Jornal de Negócios - 29 Out 2010

 

O povo não está com o MFA
Pedro Santos Guerreiro

Para David Schnautz, Portugal é uma linha numa folha de cálculo.

Ontem de manhã, emprestou-nos dinheiro, comprando obrigações da República. Depois, foi surpreendido: afinal não há Orçamento - os juros dispararam. Schnautz sentiu-se enganado. E ironizou, ao Negócios: "Da próxima vez que participar num leilão de dívida de Portugal, é provável que queira cobrar um prémio de juro 'contra todos os riscos'...".

Portugal está nas mãos dos David Schnautzes. Este especialista em obrigações do Commerzbank, em Londres, representa "os mercados": os nossos credores. E nós, os aflitos, que imagem damos? A de um País em derrapagem orçamental alarmante, incapaz de se governar ou sequer de acordar mínimos olímpicos para um Orçamento do Estado. Este dia-sim-dia-não da aprovação do Orçamento é humor negro. Os Schnautzes de Londres podem dizer-nos o que Hamlet disse à mãe: "Inconstância, teu nome é Portugal".

A mãe de Hamlet, Rainha da Dinamarca, casou com o cunhado depois deste lhe matar o marido. O que se segue ao fractidício-regicídio é uma história de loucura e de alianças torpes. Também Portugal tarda em vingar os seus fantasmas, enquanto serve de entrada na Europa a ditadores. Recebemos ministros do Irão, vendemos bancos ao poder de angolanos, abrimos palácios a líbios, mendigamos dinheiro chinês, encomendamos fanfarras a venezuelanos para lhes vender pela segunda vez o que da primeira não nos pagaram. Isto não é "real politik", é carência e aflição. Tem de ser. O que custa é perceber como os mesmos que são tão fáceis para negócios exteriores se façam tão difíceis para acordos internos.

Os portugueses trabalham para pagar impostos e Portugal vive para pagar dívidas. Não estamos aqui para crescer, expandir, lucrar, investir; estamos a contrair, cortar, pagar, desendividar - estamos a destruir economia. Ou, nome técnico, estamos a entrar em recessão.

Quando José Sócrates e Passos Coelho saem de Portugal, como saíram ontem, ficam imediatamente lúcidos. "Os mercados", Angela Merkel e Durão Barroso não precisam de fazer mais do que levantar o sobreolho para fazer corar de vergonha quem insiste em ignorar os saltos do sismógrafo.

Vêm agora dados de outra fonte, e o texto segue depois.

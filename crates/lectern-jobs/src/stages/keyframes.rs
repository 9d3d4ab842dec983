//! Keyframe extraction: I-frames deduplicated by perceptual hash.

use std::path::Path;
use std::sync::Arc;
use std::time::Instant;

use tracing::{debug, info, warn};

use lectern_core::{defaults, Keyframe, Result};

use crate::media::{FrameHash, MediaToolkit};

/// Single forward pass over an ordered sequence that remembers only the most
/// recently kept item.
///
/// The first item is always kept. A later item is kept when its distance from
/// the most recently kept item is strictly greater than `threshold`.
pub struct DistinctFilter<T, F> {
    threshold: u32,
    distance: F,
    last_kept: Option<T>,
}

impl<T, F> DistinctFilter<T, F>
where
    F: Fn(&T, &T) -> u32,
{
    pub fn new(threshold: u32, distance: F) -> Self {
        Self {
            threshold,
            distance,
            last_kept: None,
        }
    }

    /// Offer the next item; true when it is kept.
    pub fn admit(&mut self, item: T) -> bool {
        let keep = match &self.last_kept {
            None => true,
            Some(last) => (self.distance)(last, &item) > self.threshold,
        };
        if keep {
            self.last_kept = Some(item);
        }
        keep
    }
}

/// Result of one extraction run.
#[derive(Debug, Clone)]
pub struct ExtractedKeyframes {
    pub fps: f64,
    pub frame_count: u64,
    pub keyframes: Vec<Keyframe>,
}

/// Extracts and deduplicates the I-frames of a video.
pub struct KeyframeExtractor {
    toolkit: Arc<dyn MediaToolkit>,
    threshold: u32,
}

impl KeyframeExtractor {
    pub fn new(toolkit: Arc<dyn MediaToolkit>) -> Self {
        Self {
            toolkit,
            threshold: defaults::KEYFRAME_SIMILARITY_THRESHOLD,
        }
    }

    /// Minimum Hamming distance from the last kept frame for a frame to be kept.
    pub fn with_threshold(mut self, threshold: u32) -> Self {
        self.threshold = threshold;
        self
    }

    pub fn threshold(&self) -> u32 {
        self.threshold
    }

    /// Extract keyframes of `video` into `out_dir` as `keyframe_NNNN.jpg`.
    ///
    /// Previous `keyframe_*.jpg` files in `out_dir` are removed once the first
    /// new keyframe is kept; a run that keeps nothing leaves them in place.
    /// Frames that cannot be hashed are skipped.
    pub async fn extract(&self, video: &Path, out_dir: &Path) -> Result<ExtractedKeyframes> {
        let start = Instant::now();
        let info = self.toolkit.probe(video).await?;

        let scratch = tempfile::tempdir()?;
        let frames = self.toolkit.extract_iframes(video, scratch.path()).await?;
        let candidates = frames.len();

        let mut filter = DistinctFilter::new(self.threshold, |a: &FrameHash, b: &FrameHash| {
            a.distance(b)
        });
        let mut keyframes = Vec::new();
        for frame in frames {
            let hash = match self.toolkit.hash_frame(&frame.path).await {
                Ok(hash) => hash,
                Err(e) => {
                    warn!(
                        subsystem = "jobs",
                        component = "keyframes",
                        frame_number = frame.frame_number,
                        error = %e,
                        "Skipping unreadable frame"
                    );
                    continue;
                }
            };
            if !filter.admit(hash) {
                continue;
            }
            if keyframes.is_empty() {
                tokio::fs::create_dir_all(out_dir).await?;
                clear_keyframe_images(out_dir).await?;
            }
            let seq = keyframes.len() as u32 + 1;
            let file_name = format!("keyframe_{:04}.jpg", seq);
            tokio::fs::copy(&frame.path, out_dir.join(&file_name)).await?;
            keyframes.push(Keyframe::new(seq, frame.frame_number, info.fps, file_name));
        }

        debug!(
            subsystem = "jobs",
            component = "keyframes",
            candidates,
            kept = keyframes.len(),
            threshold = self.threshold,
            "Deduplicated I-frames"
        );
        info!(
            subsystem = "jobs",
            component = "keyframes",
            path = %video.display(),
            keyframe_count = keyframes.len(),
            fps = info.fps,
            duration_ms = start.elapsed().as_millis() as u64,
            "Keyframes extracted"
        );

        Ok(ExtractedKeyframes {
            fps: info.fps,
            frame_count: info.frame_count,
            keyframes,
        })
    }
}

async fn clear_keyframe_images(dir: &Path) -> Result<()> {
    let mut entries = tokio::fs::read_dir(dir).await?;
    while let Some(entry) = entries.next_entry().await? {
        let name = entry.file_name();
        let stale = name
            .to_str()
            .map(|n| n.starts_with("keyframe_") && n.ends_with(".jpg"))
            .unwrap_or(false);
        if stale {
            tokio::fs::remove_file(entry.path()).await?;
        }
    }
    Ok(())
}
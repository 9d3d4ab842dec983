//! ASR stage: transcribe once, then attach speech to keyframes by time.

use std::path::Path;
use std::sync::Arc;
use std::time::Instant;

use tracing::{debug, info};

use lectern_core::{Error, Keyframe, Result};
use lectern_inference::{
    SubtitleTranscriber, TranscriptionBackend, TranscriptionResult, TranscriptionSegment,
};

use crate::logger::TaskLogger;
use crate::media::MediaToolkit;

/// Separator between consecutive segment texts on one keyframe.
const SEGMENT_SEPARATOR: &str = "  ";

/// Attach each segment to the last keyframe whose timestamp is at or before
/// the segment start, or to the first keyframe when none is.
///
/// `keyframes` must be in timestamp order. Existing ASR text is replaced.
pub fn align_segments(keyframes: &mut [Keyframe], segments: &[TranscriptionSegment]) {
    for kf in keyframes.iter_mut() {
        kf.asr_text.clear();
    }
    if keyframes.is_empty() {
        return;
    }

    let mut ordered: Vec<&TranscriptionSegment> = segments.iter().collect();
    ordered.sort_by(|a, b| a.start_secs.total_cmp(&b.start_secs));

    let mut target = 0;
    for segment in ordered {
        let text = segment.text.trim();
        if text.is_empty() {
            continue;
        }
        while target + 1 < keyframes.len()
            && keyframes[target + 1].timestamp_secs <= segment.start_secs
        {
            target += 1;
        }
        let slot = &mut keyframes[target].asr_text;
        if !slot.is_empty() {
            slot.push_str(SEGMENT_SEPARATOR);
        }
        slot.push_str(text);
    }
}

pub struct AsrStage {
    transcriber: Option<Arc<dyn TranscriptionBackend>>,
    toolkit: Arc<dyn MediaToolkit>,
}

impl AsrStage {
    pub fn new(
        transcriber: Option<Arc<dyn TranscriptionBackend>>,
        toolkit: Arc<dyn MediaToolkit>,
    ) -> Self {
        Self {
            transcriber,
            toolkit,
        }
    }

    /// Fill the ASR text of every keyframe from `video`.
    ///
    /// A subtitle file next to the video takes precedence over audio
    /// transcription. On failure every keyframe is left with empty ASR text
    /// and an error record is written; the error is returned for the caller
    /// to report, never to abort the task.
    pub async fn run(&self, keyframes: &mut [Keyframe], video: &Path, log: &TaskLogger) -> Result<()> {
        let start = Instant::now();
        match self.transcribe(video, log).await {
            Ok(result) => {
                align_segments(keyframes, &result.segments);
                let covered = keyframes.iter().filter(|k| !k.asr_text.is_empty()).count();
                info!(
                    subsystem = "jobs",
                    component = "asr",
                    segments = result.segments.len(),
                    keyframe_count = keyframes.len(),
                    covered,
                    duration_ms = start.elapsed().as_millis() as u64,
                    "ASR stage finished"
                );
                Ok(())
            }
            Err(e) => {
                for kf in keyframes.iter_mut() {
                    kf.asr_text.clear();
                }
                log.error(format!("asr: speech recognition failed: {}", e))
                    .await;
                Err(e)
            }
        }
    }

    async fn transcribe(&self, video: &Path, log: &TaskLogger) -> Result<TranscriptionResult> {
        if let Some(subtitles) = SubtitleTranscriber::find_for(video) {
            log.info(format!("asr: using subtitle file {}", subtitles.display()))
                .await;
            return SubtitleTranscriber::load(&subtitles).await;
        }

        let transcriber = self.transcriber.as_ref().ok_or_else(|| {
            Error::Config("no speech recognition backend configured".to_string())
        })?;

        let scratch = tempfile::tempdir()?;
        let audio = scratch.path().join("audio.wav");
        self.toolkit.extract_audio(video, &audio).await?;
        let data = tokio::fs::read(&audio).await?;
        debug!(
            subsystem = "jobs",
            component = "asr",
            model = transcriber.model_name(),
            bytes = data.len(),
            "Transcribing extracted audio"
        );
        transcriber.transcribe(&data, "audio/wav", None).await
    }
}
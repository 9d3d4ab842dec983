//! Crate-wide error type.

use thiserror::Error;

pub type Result<T> = std::result::Result<T, Error>;

#[derive(Error, Debug)]
pub enum Error {
    #[error("Database error: {0}")]
    Database(#[from] sqlx::Error),

    #[error("Not found: {0}")]
    NotFound(String),

    #[error("Embedding error: {0}")]
    Embedding(String),

    /// Text generation or reply parsing.
    #[error("Inference error: {0}")]
    Inference(String),

    /// OCR or ASR.
    #[error("Recognition error: {0}")]
    Recognition(String),

    /// ffmpeg, ffprobe or image decoding.
    #[error("Media error: {0}")]
    Media(String),

    #[error("Index error: {0}")]
    Index(String),

    /// None of the requested subjects has a usable vector index.
    #[error("No valid index: {0}")]
    NoValidIndex(String),

    /// The orchestrator was shut down.
    #[error("Orchestrator error: {0}")]
    Orchestrator(String),

    #[error("Serialization error: {0}")]
    Serialization(String),

    #[error("Configuration error: {0}")]
    Config(String),

    #[error("Invalid input: {0}")]
    InvalidInput(String),

    #[error("Request error: {0}")]
    Request(String),

    #[error("Internal error: {0}")]
    Internal(String),

    #[error("I/O error: {0}")]
    Io(#[from] std::io::Error),
}

impl From<serde_json::Error> for Error {
    fn from(e: serde_json::Error) -> Self {
        Error::Serialization(e.to_string())
    }
}

impl From<reqwest::Error> for Error {
    fn from(e: reqwest::Error) -> Self {
        Error::Request(e.to_string())
    }
}

#[cfg(test)]
mod tests {
    use super::*;

    #[test]
    fn test_error_display_not_found() {
        let err = Error::NotFound("video 42".to_string());
        assert_eq!(err.to_string(), "Not found: video 42");
    }

    #[test]
    fn test_error_display_media() {
        let err = Error::Media("ffmpeg exited with 1".to_string());
        assert_eq!(err.to_string(), "Media error: ffmpeg exited with 1");
    }

    #[test]
    fn test_error_display_no_valid_index() {
        let err = Error::NoValidIndex("2 subjects requested".to_string());
        assert_eq!(err.to_string(), "No valid index: 2 subjects requested");
    }

    #[test]
    fn test_error_display_recognition() {
        let err = Error::Recognition("tesseract missing".to_string());
        assert_eq!(err.to_string(), "Recognition error: tesseract missing");
    }

    #[test]
    fn test_error_display_orchestrator() {
        let err = Error::Orchestrator("shut down".to_string());
        assert_eq!(err.to_string(), "Orchestrator error: shut down");
    }

    #[test]
    fn test_error_display_inference() {
        let err = Error::Inference("model timeout".to_string());
        assert_eq!(err.to_string(), "Inference error: model timeout");
    }

    #[test]
    fn test_from_serde_json_error() {
        let json_err = serde_json::from_str::<serde_json::Value>("{oops").unwrap_err();
        let err: Error = json_err.into();
        assert!(matches!(err, Error::Serialization(_)));
        assert!(err.to_string().starts_with("Serialization error:"));
    }

    #[test]
    fn test_from_io_error() {
        let io_err = std::io::Error::new(std::io::ErrorKind::NotFound, "no such file");
        let err: Error = io_err.into();
        assert!(matches!(err, Error::Io(_)));
        assert_eq!(err.to_string(), "I/O error: no such file");
    }

    #[test]
    fn test_error_is_send_sync() {
        fn assert_send_sync<T: Send + Sync>() {}
        assert_send_sync::<Error>();
    }

    #[test]
    fn test_result_type_err() {
        let result: Result<()> = Err(Error::Config("missing".to_string()));
        assert!(result.is_err());
    }
}
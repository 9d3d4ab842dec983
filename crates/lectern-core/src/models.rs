//! Data model shared by every pipeline stage.

use std::fmt;
use std::path::PathBuf;
use std::str::FromStr;

use chrono::{DateTime, Utc};
use serde::{Deserialize, Serialize};
use uuid::Uuid;

use crate::error::Error;

// =============================================================================
// STAGES
// =============================================================================

/// One step of the video pipeline.
///
/// The declaration order is the execution order; `Ord` follows it.
#[derive(Debug, Clone, Copy, PartialEq, Eq, Hash, PartialOrd, Ord, Serialize, Deserialize)]
#[serde(rename_all = "lowercase")]
pub enum Stage {
    Keyframes,
    Ocr,
    Asr,
    Vector,
    Summary,
}

impl Stage {
    /// Every stage in execution order.
    pub const ALL: [Stage; 5] = [
        Stage::Keyframes,
        Stage::Ocr,
        Stage::Asr,
        Stage::Vector,
        Stage::Summary,
    ];

    pub fn as_str(&self) -> &'static str {
        match self {
            Stage::Keyframes => "keyframes",
            Stage::Ocr => "ocr",
            Stage::Asr => "asr",
            Stage::Vector => "vector",
            Stage::Summary => "summary",
        }
    }

    fn bit(self) -> u8 {
        1 << (self as u8)
    }
}

impl fmt::Display for Stage {
    fn fmt(&self, f: &mut fmt::Formatter<'_>) -> fmt::Result {
        f.write_str(self.as_str())
    }
}

impl FromStr for Stage {
    type Err = Error;

    fn from_str(s: &str) -> Result<Self, Self::Err> {
        match s.trim().to_ascii_lowercase().as_str() {
            "keyframes" => Ok(Stage::Keyframes),
            "ocr" => Ok(Stage::Ocr),
            "asr" => Ok(Stage::Asr),
            "vector" => Ok(Stage::Vector),
            "summary" => Ok(Stage::Summary),
            other => Err(Error::InvalidInput(format!("unknown stage: {}", other))),
        }
    }
}

/// Set of requested stages. Iteration always yields execution order,
/// regardless of insertion order.
#[derive(Clone, Copy, Default, PartialEq, Eq, Hash, Serialize, Deserialize)]
#[serde(from = "Vec<Stage>", into = "Vec<Stage>")]
pub struct StageSet(u8);

impl StageSet {
    pub const fn empty() -> Self {
        Self(0)
    }

    pub const fn all() -> Self {
        Self(0b1_1111)
    }

    pub fn with(mut self, stage: Stage) -> Self {
        self.insert(stage);
        self
    }

    pub fn insert(&mut self, stage: Stage) {
        self.0 |= stage.bit();
    }

    pub fn contains(&self, stage: Stage) -> bool {
        self.0 & stage.bit() != 0
    }

    pub fn is_empty(&self) -> bool {
        self.0 == 0
    }

    pub fn len(&self) -> usize {
        self.0.count_ones() as usize
    }

    pub fn iter(&self) -> impl Iterator<Item = Stage> + '_ {
        Stage::ALL.into_iter().filter(move |s| self.contains(*s))
    }

    /// True when a stage that consumes keyframes is requested.
    pub fn needs_keyframes(&self) -> bool {
        [Stage::Ocr, Stage::Asr, Stage::Vector, Stage::Summary]
            .iter()
            .any(|s| self.contains(*s))
    }
}

impl fmt::Debug for StageSet {
    fn fmt(&self, f: &mut fmt::Formatter<'_>) -> fmt::Result {
        f.debug_list().entries(self.iter()).finish()
    }
}

impl fmt::Display for StageSet {
    fn fmt(&self, f: &mut fmt::Formatter<'_>) -> fmt::Result {
        let names: Vec<&str> = self.iter().map(|s| s.as_str()).collect();
        f.write_str(&names.join(","))
    }
}

impl FromIterator<Stage> for StageSet {
    fn from_iter<I: IntoIterator<Item = Stage>>(iter: I) -> Self {
        let mut set = StageSet::empty();
        for stage in iter {
            set.insert(stage);
        }
        set
    }
}

impl From<Vec<Stage>> for StageSet {
    fn from(stages: Vec<Stage>) -> Self {
        stages.into_iter().collect()
    }
}

impl From<StageSet> for Vec<Stage> {
    fn from(set: StageSet) -> Self {
        set.iter().collect()
    }
}

impl FromStr for StageSet {
    type Err = Error;

    /// Parse a comma-separated list such as `"summary,keyframes"`.
    fn from_str(s: &str) -> Result<Self, Self::Err> {
        s.split(',')
            .filter(|part| !part.trim().is_empty())
            .map(Stage::from_str)
            .collect()
    }
}

// =============================================================================
// TASKS
// =============================================================================

/// Lifecycle status of a pipeline task.
#[derive(Debug, Clone, Copy, PartialEq, Eq, Hash, Serialize, Deserialize)]
#[serde(rename_all = "lowercase")]
pub enum TaskStatus {
    Pending,
    Processing,
    Completed,
    Failed,
    Cancelled,
}

impl TaskStatus {
    pub fn is_terminal(&self) -> bool {
        matches!(
            self,
            TaskStatus::Completed | TaskStatus::Failed | TaskStatus::Cancelled
        )
    }

    pub fn as_str(&self) -> &'static str {
        match self {
            TaskStatus::Pending => "pending",
            TaskStatus::Processing => "processing",
            TaskStatus::Completed => "completed",
            TaskStatus::Failed => "failed",
            TaskStatus::Cancelled => "cancelled",
        }
    }
}

impl FromStr for TaskStatus {
    type Err = Error;

    fn from_str(s: &str) -> Result<Self, Self::Err> {
        match s {
            "pending" => Ok(TaskStatus::Pending),
            "processing" => Ok(TaskStatus::Processing),
            "completed" => Ok(TaskStatus::Completed),
            "failed" => Ok(TaskStatus::Failed),
            "cancelled" => Ok(TaskStatus::Cancelled),
            other => Err(Error::InvalidInput(format!("unknown task status: {}", other))),
        }
    }
}

/// One submission to the orchestrator.
#[derive(Debug, Clone, Serialize, Deserialize)]
pub struct PipelineTask {
    pub id: Uuid,
    pub subject_id: Uuid,
    pub stages: StageSet,
    pub status: TaskStatus,
    /// Fraction complete in `[0, 1]`.
    pub progress: f64,
    pub error: Option<String>,
    /// Preview runs never write stage outputs.
    pub preview: bool,
    pub created_at: DateTime<Utc>,
    pub started_at: Option<DateTime<Utc>>,
    pub finished_at: Option<DateTime<Utc>>,
}

impl PipelineTask {
    pub fn new(subject_id: Uuid, stages: StageSet, preview: bool) -> Self {
        Self {
            id: crate::new_v7(),
            subject_id,
            stages,
            status: TaskStatus::Pending,
            progress: 0.0,
            error: None,
            preview,
            created_at: Utc::now(),
            started_at: None,
            finished_at: None,
        }
    }
}

/// Severity of a task log record.
#[derive(Debug, Clone, Copy, PartialEq, Eq, Hash, Serialize, Deserialize)]
#[serde(rename_all = "lowercase")]
pub enum LogLevel {
    Debug,
    Info,
    Warning,
    Error,
}

impl LogLevel {
    pub fn as_str(&self) -> &'static str {
        match self {
            LogLevel::Debug => "debug",
            LogLevel::Info => "info",
            LogLevel::Warning => "warning",
            LogLevel::Error => "error",
        }
    }
}

/// Append-only log line attached to a task.
#[derive(Debug, Clone, Serialize, Deserialize)]
pub struct TaskLogRecord {
    pub task_id: Uuid,
    pub subject_id: Uuid,
    pub level: LogLevel,
    pub message: String,
    pub timestamp: DateTime<Utc>,
}

// =============================================================================
// KEYFRAMES
// =============================================================================

/// A deduplicated I-frame and the text recognized on and around it.
#[derive(Debug, Clone, PartialEq, Serialize, Deserialize)]
pub struct Keyframe {
    /// 1-based position among kept frames.
    pub seq: u32,
    /// Frame number in the source video.
    pub frame_number: u64,
    pub timestamp_secs: f64,
    /// `MM:SS.cc`
    pub timestamp_formatted: String,
    #[serde(default)]
    pub ocr_lines: Vec<String>,
    #[serde(default)]
    pub asr_text: String,
    /// Image file name, relative to the subject's keyframe directory.
    pub file_name: String,
}

impl Keyframe {
    pub fn new(seq: u32, frame_number: u64, fps: f64, file_name: impl Into<String>) -> Self {
        let timestamp_secs = if fps > 0.0 {
            frame_number as f64 / fps
        } else {
            0.0
        };
        Self {
            seq,
            frame_number,
            timestamp_secs,
            timestamp_formatted: format_timestamp(timestamp_secs),
            ocr_lines: Vec::new(),
            asr_text: String::new(),
            file_name: file_name.into(),
        }
    }

    /// OCR lines joined by a single space.
    pub fn ocr_text(&self) -> String {
        self.ocr_lines.join(" ")
    }

    pub fn has_text(&self) -> bool {
        self.ocr_lines.iter().any(|l| !l.trim().is_empty()) || !self.asr_text.trim().is_empty()
    }
}

/// All keyframes of one subject plus the source timing they were derived from.
#[derive(Debug, Clone, Serialize, Deserialize)]
pub struct KeyframeSet {
    pub subject_id: Uuid,
    pub fps: f64,
    pub frame_count: u64,
    pub keyframes: Vec<Keyframe>,
}

/// A contiguous run of keyframes summarized together.
#[derive(Debug, Clone, Copy)]
pub struct Section<'a> {
    pub start_secs: f64,
    pub end_secs: f64,
    pub keyframes: &'a [Keyframe],
}

impl Section<'_> {
    pub fn duration(&self) -> f64 {
        self.end_secs - self.start_secs
    }

    /// Display title for the 1-based section `number`.
    pub fn title(&self, number: usize) -> String {
        format!(
            "Section {} ({} - {})",
            number,
            format_clock(self.start_secs),
            format_clock(self.end_secs)
        )
    }
}

/// Format seconds as `MM:SS.cc`, truncating to whole centiseconds.
pub fn format_timestamp(secs: f64) -> String {
    let cs = (secs.max(0.0) * 100.0).floor() as u64;
    format!("{:02}:{:02}.{:02}", cs / 6000, (cs / 100) % 60, cs % 100)
}

/// Format seconds as `MM:SS`, truncating.
pub fn format_clock(secs: f64) -> String {
    let total = secs.max(0.0).floor() as u64;
    format!("{:02}:{:02}", total / 60, total % 60)
}

// =============================================================================
// SUMMARIES
// =============================================================================

/// Cached LLM summary for one section, addressed by a hash of its content.
#[derive(Debug, Clone, PartialEq, Serialize, Deserialize)]
pub struct SectionSummaryCacheEntry {
    pub cache_key: String,
    pub subject_id: Uuid,
    pub section_start: f64,
    pub section_end: f64,
    pub keyframe_count: usize,
    pub summary: String,
    pub created_at: DateTime<Utc>,
}

impl SectionSummaryCacheEntry {
    /// True when the entry is younger than `ttl` at `now`.
    pub fn is_fresh(&self, now: DateTime<Utc>, ttl: chrono::Duration) -> bool {
        now.signed_duration_since(self.created_at) < ttl
    }
}

/// Summary of one section inside a [`VideoSummary`].
#[derive(Debug, Clone, PartialEq, Serialize, Deserialize)]
pub struct SectionSummary {
    pub title: String,
    pub content: String,
    pub start_secs: f64,
    pub end_secs: f64,
    pub keyframe_count: usize,
}

/// Whole-video summary, keywords, and per-section summaries.
#[derive(Debug, Clone, PartialEq, Serialize, Deserialize)]
pub struct VideoSummary {
    pub subject_id: Uuid,
    pub summary: String,
    pub keywords: Vec<String>,
    pub sections: Vec<SectionSummary>,
    pub generated_at: DateTime<Utc>,
}

// =============================================================================
// VECTOR INDEX
// =============================================================================

/// Pointer to a persisted per-subject vector index.
#[derive(Debug, Clone, PartialEq, Serialize, Deserialize)]
pub struct VectorIndexHandle {
    pub subject_id: Uuid,
    pub storage_location: PathBuf,
    pub embedding_model: String,
    pub vector_count: usize,
    pub created_at: DateTime<Utc>,
}

// =============================================================================
// SUBJECTS
// =============================================================================

/// What the pipeline needs to know about a video; owned by the host.
#[derive(Debug, Clone, PartialEq, Serialize, Deserialize)]
pub struct SubjectInfo {
    pub subject_id: Uuid,
    pub title: String,
    #[serde(default)]
    pub description: String,
    pub source_path: PathBuf,
}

Chamar o FMI é uma rendição. Mas é, também, perdição. Porque os credores nunca estão interessados em salvar quem lhes deve dinheiro, mas em recuperar a dívida. Podemos vociferar contra a Alemanha e dizer que nos deram o euro para o gastarmos a comprar-lhes produtos, mas isso não serve de nada. Toda a política comercial externa da União foi concebida a pensar na Alemanha, foi daí que no passado surgiu a pressão da abertura à China, como é daí que surge hoje a pressão para que a China valorize a sua moeda e passe a comprar (e não apenas vender) produtos à Europa. Foi a Alemanha que nos vendeu os automóveis com que nos endividámos e os submarinos com que submergimos. Mas a cabeça é nossa. Para pensar ou para a perder. Que sirva de lição: é cada um por si e nós por nós.

Se Portugal persistir nesta balbúrdia política, teremos um FMI, não um MFA. E o FMI vem a pedido dos devedores com mandato dos credores. A proposta alemã de retirar o voto na União a países que peçam auxílio financeiro não vai passar, é apenas a debulhadora para abrir caminho à discussão. Mas mesmo sem esse radicalismo, vamos perder autonomia. Portugal não é uma empresa, é um País. Um país sem Hamlet, sem rainha, sem rei nem roque. "Há algo de podre no reino da Dinamarca."